The idea for the song came from music producer, University of Massachusetts professor and tribal member Morgan James Peters.
“I was sitting right here," Peters said, as he looked around the tribal meeting house. "And I'm looking at this young man's parents on the front row. And I'm looking at his children, and I'm looking at his wife. You know, the backs of their heads, and I'm looking at his family, and I'm looking at somebody who, I was there when he learned to ride a bicycle, and we're saying goodbye to him.”
He wanted to do something. And he decided to do what he knows best. Peters is a musician and a producer. And as a Wampanoag, he said it’s part of their tradition to share songs.
“We wanted to come up with a song that we could share with the rest of Indian country, [and that] we can share with everybody,” he said.
Peters reached out to some of the young rappers he knew in the tribe, including his 14-year-old son Morgan, who goes by the rap name Zyg, or the Z-Y-G. Zyg said when his dad first talked to him about the project, he wasn’t so sure. But he took it on because he trusted his dad would do it right.

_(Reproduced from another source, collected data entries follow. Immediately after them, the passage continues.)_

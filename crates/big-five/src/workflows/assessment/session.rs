use chrono::{DateTime, Local};
use serde::Serialize;
use std::sync::Arc;

use super::blueprint::{AssessmentBlueprint, TraitSection};
use super::domain::{AssessmentError, LikertValue, QuestionId, ResponseSet, TraitKind};
use super::scoring::{score_section, TraitScore, TraitScores};
use super::submission::SubmissionRecord;
use crate::workflows::eligibility::RespondentProfile;

/// Where a session sits in the section-by-section walk.
#[derive(Debug, Clone, Copy, PartialEq, Eq, Serialize)]
#[serde(tag = "state", content = "section", rename_all = "snake_case")]
pub enum SessionPhase {
    Section(usize),
    Finalized,
}

#[derive(Debug, Clone, Copy, PartialEq, Eq, Serialize)]
pub struct Progress {
    pub answered: usize,
    pub total: usize,
}

impl Progress {
    pub fn percent(&self) -> f64 {
        if self.total == 0 {
            return 0.0;
        }
        self.answered as f64 * 100.0 / self.total as f64
    }
}

/// One respondent's pass through the questionnaire.
///
/// Sections are visited in order: moving forward requires the current section to be
/// fully answered, moving back never does, and submission happens from the last
/// section only.
#[derive(Debug, Clone)]
pub struct AssessmentSession {
    blueprint: Arc<AssessmentBlueprint>,
    responses: ResponseSet,
    phase: SessionPhase,
}

impl AssessmentSession {
    pub fn new(blueprint: Arc<AssessmentBlueprint>) -> Self {
        Self {
            blueprint,
            responses: ResponseSet::default(),
            phase: SessionPhase::Section(0),
        }
    }

    pub fn phase(&self) -> SessionPhase {
        self.phase
    }

    pub fn responses(&self) -> &ResponseSet {
        &self.responses
    }

    pub fn current_section(&self) -> Option<&TraitSection> {
        match self.phase {
            SessionPhase::Section(index) => self.blueprint.section(index),
            SessionPhase::Finalized => None,
        }
    }

    pub fn is_on_final_section(&self) -> bool {
        self.phase == SessionPhase::Section(self.blueprint.last_section_index())
    }

    pub fn progress(&self) -> Progress {
        Progress {
            answered: self.responses.len(),
            total: self.blueprint.question_count(),
        }
    }

    pub fn record_answer(
        &mut self,
        question: QuestionId,
        value: LikertValue,
    ) -> Result<(), AssessmentError> {
        self.ensure_open()?;
        self.responses.record(question, value);
        Ok(())
    }

    /// True when every question of section `index` has an answer; false for unknown sections.
    pub fn is_section_complete(&self, index: usize) -> bool {
        self.blueprint
            .section(index)
            .is_some_and(|section| self.missing_in(section).is_empty())
    }

    /// Moves to the next section, staying put on the last one.
    pub fn advance_section(&mut self) -> Result<usize, AssessmentError> {
        let current = self.open_section_index()?;
        self.ensure_section_complete(current)?;

        let next = (current + 1).min(self.blueprint.last_section_index());
        self.phase = SessionPhase::Section(next);
        Ok(next)
    }

    /// Moves to the previous section, staying put on the first one.
    pub fn retreat_section(&mut self) -> Result<usize, AssessmentError> {
        let current = self.open_section_index()?;
        let previous = current.saturating_sub(1);
        self.phase = SessionPhase::Section(previous);
        Ok(previous)
    }

    /// Average for one trait, counting unanswered questions as zero.
    pub fn compute_trait_score(&self, kind: TraitKind) -> TraitScore {
        self.blueprint
            .section_for(kind)
            .map(|section| score_section(section, &self.responses))
            .unwrap_or_default()
    }

    pub fn trait_scores(&self) -> TraitScores {
        TraitScores::from_fn(|kind| self.compute_trait_score(kind))
    }

    /// Scores the session and closes it, stamping the record with the current local time.
    pub fn finalize(
        &mut self,
        respondent: &RespondentProfile,
    ) -> Result<SubmissionRecord, AssessmentError> {
        self.finalize_at(respondent, Local::now())
    }

    /// Closes the session once every section is complete.
    ///
    /// The completeness check covers all sections, not only the one on screen, so a
    /// respondent who stepped back and skipped ahead cannot submit a partially answered
    /// questionnaire. Scoring still treats missing answers as zero, which only matters
    /// for callers that score an open session directly.
    pub fn finalize_at(
        &mut self,
        respondent: &RespondentProfile,
        timestamp: DateTime<Local>,
    ) -> Result<SubmissionRecord, AssessmentError> {
        let current = self.open_section_index()?;
        let last = self.blueprint.last_section_index();
        if current != last {
            return Err(AssessmentError::NotOnFinalSection { current });
        }

        self.ensure_section_complete(last)?;
        for index in 0..last {
            self.ensure_section_complete(index)?;
        }

        let record = SubmissionRecord::new(timestamp, respondent, self.trait_scores());
        self.phase = SessionPhase::Finalized;
        Ok(record)
    }

    fn ensure_open(&self) -> Result<(), AssessmentError> {
        self.open_section_index().map(|_| ())
    }

    fn open_section_index(&self) -> Result<usize, AssessmentError> {
        match self.phase {
            SessionPhase::Section(index) => Ok(index),
            SessionPhase::Finalized => Err(AssessmentError::AlreadyFinalized),
        }
    }

    fn ensure_section_complete(&self, index: usize) -> Result<(), AssessmentError> {
        let Some(section) = self.blueprint.section(index) else {
            return Ok(());
        };

        let missing = self.missing_in(section);
        if missing.is_empty() {
            Ok(())
        } else {
            Err(AssessmentError::Completion {
                section: section.kind,
                missing,
            })
        }
    }

    fn missing_in(&self, section: &TraitSection) -> Vec<QuestionId> {
        section
            .question_ids()
            .filter(|id| !self.responses.contains(*id))
            .collect()
    }
}
use super::EligibilityError;

const CNIC_DIGITS: usize = 13;
const FIRST_BREAK: usize = 5;
const SECOND_BREAK: usize = 12;

/// A national identity number in canonical `DDDDD-DDDDDDD-D` form.
#[derive(Debug, Clone, PartialEq, Eq, Hash)]
pub struct Cnic(String);

impl Cnic {
    /// Strips every non-digit, keeps at most 13 digits, and re-inserts the hyphens
    /// after digits 5 and 12 when there are enough digits to place them.
    pub fn canonicalize(raw: &str) -> String {
        let digits: String = raw
            .chars()
            .filter(char::is_ascii_digit)
            .take(CNIC_DIGITS)
            .collect();

        let mut formatted = String::with_capacity(CNIC_DIGITS + 2);
        for (position, digit) in digits.chars().enumerate() {
            if position == FIRST_BREAK || position == SECOND_BREAK {
                formatted.push('-');
            }
            formatted.push(digit);
        }
        formatted
    }

    pub fn parse(raw: &str) -> Result<Self, EligibilityError> {
        let canonical = Self::canonicalize(raw);
        if is_canonical(&canonical) {
            Ok(Self(canonical))
        } else {
            Err(EligibilityError::Format { canonical })
        }
    }

    pub fn as_str(&self) -> &str {
        &self.0
    }

    pub fn into_string(self) -> String {
        self.0
    }
}

fn is_canonical(value: &str) -> bool {
    let groups: Vec<&str> = value.split('-').collect();
    matches!(groups.as_slice(), [a, b, c]
        if a.len() == 5 && b.len() == 7 && c.len() == 1
            && groups.iter().all(|group| group.bytes().all(|byte| byte.is_ascii_digit())))
}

“You see all these raps out there that are trying ... the purpose is to try to reach kids," he said. "But the thing that they're missing is it's just, like, they're being corny about it.”
“The opioid crisis has been devastating to my people," said Mashpee Wampanoag Chairman Cedric Cromwell. "Nineteen deaths within 21 months. And that's staggering.”
When asked why the tribe has been hit so hard by opioids, his response was immediate. “Historical trauma," he said. "Historical trauma that has happened to Native American people for many years.”
Cromwell said the impact of colonialism is still felt. “And then oppression kicks in, depression kicks in, all these social impacts kick in. And then people look for vices. They look for vices, and what is the next hot thing out there that's going to make you feel better.”
The percentage of people identifying as American Indian or Alaska Native who report misusing opioids is similar to the general population, according to federal statistics. But the U.S. Centers for Disease Control and Prevention says in 2015, one in 100 deaths of native people were from opioid overdoses, compared to one in 125 for the rest of the population.
Cromwell said he’d like more support from state government – including being involved in the Baker Administration’s opioid addiction working group. “Governor Baker has declared, you know, the opioid crisis," Cromwell said. "It doesn't help our people, because we're forgotten.”
In a statement, a Department of Public Health spokesperson pointed to a number of substance abuse initiatives the state and Tribe are involved in together.
The federal government recently awarded the tribe a $170,000 grant to support intervention services like the overdose-reversal drug Narcan and training for peer recovery coaches.
The lyrics of the Soul Poet’s Syndicate song are aimed not at opioid users, but at those who are selling the drugs to the tribe. And the young musicians say they hope they can reach that targeted audience, and maybe make them think twice.